Apesar do avanço nas coberturas vacinais em 2024 e 2025, o Brasil ainda enfrenta o desafio do abandono vacinal, especialmente na aplicação de segundas doses e reforços. Em alusão ao Dia Nacional da Saúde, lembrado em 5 de agosto, especialistas reforçam que a proteção contra doenças só é garantida quando o esquema vacinal é completo e em dia.
Dados do Ministério da Saúde mostram que, em 2024, vacinas como
BCG (92,82%),
Hepatite B (90,54%) e a
1ª dose da Tríplice Viral (96,34%) atingiram níveis próximos ou acima da meta de 95% estabelecida pelo Programa Nacional de Imunizações (PNI). No entanto, nenhuma vacina que exige mais de uma dose alcançou a cobertura ideal. A
2ª dose da Tríplice Viral, que protege contra sarampo, caxumba e rubéola, teve apenas
77,67% de cobertura em 2024, caindo para
72,57% em 2025, segundo dados preliminares. Isso significa que quase
uma em cada três crianças não completou a imunização contra essas doenças.

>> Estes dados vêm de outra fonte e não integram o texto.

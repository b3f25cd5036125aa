//! Floor task execution: work orders and the lifecycle engine.
//!
//! A floor task is the unit of work one worker executes on one device for
//! one step of a project's frozen snapshot. The lifecycle engine drives
//! tasks through start, pause, resume, complete, and fail, and on completion
//! either spawns the next step's task or records a produced unit on the
//! owning project. The module follows hexagonal architecture:
//!
//! - Domain types in [`domain`]
//! - Port contracts in [`ports`]
//! - Adapter implementations in [`adapters`]
//! - Orchestration services in [`services`]

pub mod adapters;
pub mod domain;
pub mod ports;
pub mod services;

#[cfg(test)]
mod tests;
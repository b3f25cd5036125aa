//! Error types for project domain validation and parsing.

use super::{LineId, ProjectId, ProjectStatus};
use thiserror::Error;

/// Errors returned while constructing and mutating project domain values.
#[derive(Debug, Clone, Error, PartialEq, Eq)]
pub enum ProjectDomainError {
    /// The project name is empty after trimming.
    #[error("project name must not be empty")]
    EmptyProjectName,

    /// The project has no snapshot lines.
    #[error("project must carry at least one snapshot line")]
    NoLines,

    /// The line's target quantity is zero.
    #[error("target quantity must be positive")]
    ZeroTargetQuantity,

    /// The project number prefix is empty after trimming.
    #[error("project number prefix must not be empty")]
    EmptyNumberPrefix,

    /// The project number sequence is not a positive integer.
    #[error("invalid project number sequence {0}, expected a positive integer")]
    InvalidSequence(u32),

    /// The requested status transition is not allowed by the state machine.
    #[error("project {project_id} cannot transition from {from} to {to}")]
    InvalidStatusTransition {
        /// The project being transitioned.
        project_id: ProjectId,
        /// The current status.
        from: ProjectStatus,
        /// The rejected target status.
        to: ProjectStatus,
    },

    /// A project number has already been assigned.
    #[error("project {0} already carries a project number")]
    NumberAlreadyAssigned(ProjectId),

    /// Number assignment requires an active project.
    #[error("project {project_id} must be active to receive a number, status is {status}")]
    NumberRequiresActiveProject {
        /// The project being numbered.
        project_id: ProjectId,
        /// The status that blocked the assignment.
        status: ProjectStatus,
    },

    /// The referenced line does not belong to the project.
    #[error("project {project_id} has no line {line_id}")]
    UnknownLine {
        /// The owning project.
        project_id: ProjectId,
        /// The unresolvable line identifier.
        line_id: LineId,
    },
}

/// Error returned while parsing project statuses from persistence.
#[derive(Debug, Clone, Error, PartialEq, Eq)]
#[error("unknown project status: {0}")]
pub struct ParseProjectStatusError(pub String);
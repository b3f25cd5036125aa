//! In-memory recipe and product catalog for tests and tooling.

use async_trait::async_trait;
use std::collections::HashMap;
use std::sync::{Arc, RwLock};

use crate::recipe::{
    domain::{Product, ProductId, Recipe, RecipeId},
    ports::{RecipeRepository, RecipeRepositoryError, RecipeRepositoryResult},
};

/// Thread-safe in-memory recipe and product repository.
#[derive(Debug, Clone, Default)]
pub struct InMemoryRecipeCatalog {
    state: Arc<RwLock<CatalogState>>,
}

#[derive(Debug, Default)]
struct CatalogState {
    recipes: HashMap<RecipeId, Recipe>,
    products: HashMap<ProductId, Product>,
}

impl InMemoryRecipeCatalog {
    /// Creates an empty in-memory catalog.
    #[must_use]
    pub fn new() -> Self {
        Self::default()
    }
}

#[async_trait]
impl RecipeRepository for InMemoryRecipeCatalog {
    async fn store_recipe(&self, recipe: &Recipe) -> RecipeRepositoryResult<()> {
        let mut state = self.state.write().map_err(|err| {
            RecipeRepositoryError::persistence(std::io::Error::other(err.to_string()))
        })?;
        if state.recipes.contains_key(&recipe.id()) {
            return Err(RecipeRepositoryError::DuplicateRecipe(recipe.id()));
        }
        state.recipes.insert(recipe.id(), recipe.clone());
        Ok(())
    }

    async fn store_product(&self, product: &Product) -> RecipeRepositoryResult<()> {
        let mut state = self.state.write().map_err(|err| {
            RecipeRepositoryError::persistence(std::io::Error::other(err.to_string()))
        })?;
        if state.products.contains_key(&product.id()) {
            return Err(RecipeRepositoryError::DuplicateProduct(product.id()));
        }
        state.products.insert(product.id(), product.clone());
        Ok(())
    }

    async fn find_recipe(&self, id: RecipeId) -> RecipeRepositoryResult<Option<Recipe>> {
        let state = self.state.read().map_err(|err| {
            RecipeRepositoryError::persistence(std::io::Error::other(err.to_string()))
        })?;
        Ok(state.recipes.get(&id).cloned())
    }

    async fn find_product(&self, id: ProductId) -> RecipeRepositoryResult<Option<Product>> {
        let state = self.state.read().map_err(|err| {
            RecipeRepositoryError::persistence(std::io::Error::other(err.to_string()))
        })?;
        Ok(state.products.get(&id).cloned())
    }
}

Coberturas insuficientes nas doses de reforço Vacinas aplicadas no primeiro ano de vida também apresentam déficit. Em 2025, as coberturas foram:
- DTP (82,21%)
- Meningococo C (81,68%)
- Pneumo 10 (83,09%)
- Penta (81,78%)
- Febre amarela (75,48%)
Os reforços da
DTP e da
vacina inativada contra a poliomielite (VIP) alcançaram apenas
79,97% e
78,36%, respectivamente. O PNI considera alto o índice de abandono quando ultrapassa 10% entre a primeira e a segunda dose — patamar amplamente superado em várias vacinas do segundo semestre de vida.
Risco de retorno de doenças imunopreveníveis A infectologista pediátrica
Sylvia Freire, do Grupo Sabin, alerta que a falsa sensação de segurança após a primeira dose é um dos principais fatores do abandono. “As doenças imunopreveníveis tendem a reaparecer quando a cobertura vacinal diminui. Completar todas as doses do calendário é essencial para garantir proteção individual e coletiva”, afirma. Segundo ela, o efeito protetor só é completo após a finalização do esquema recomendado. “Muitas vacinas exigem duas ou mais aplicações para que o organismo desenvolva a resposta imunológica adequada. Quando uma pessoa elegível deixa de se imunizar, não só o risco de adoecimento aumenta, mas também o de propagação da doença na comunidade.”
Chamado para a responsabilidade coletiva O abandono vacinal compromete a chamada
imunidade coletiva, mecanismo que protege pessoas não vacinadas — como bebês muito jovens ou indivíduos com contraindicações médicas — quando uma alta proporção da população está imunizada. Especialistas reforçam a importância de campanhas de conscientização, lembretes ativos e integração entre serviços de saúde e famílias para garantir que os esquemas sejam completos. O calendário nacional de vacinação é público, gratuito e está disponível nas unidades de saúde de todo o país.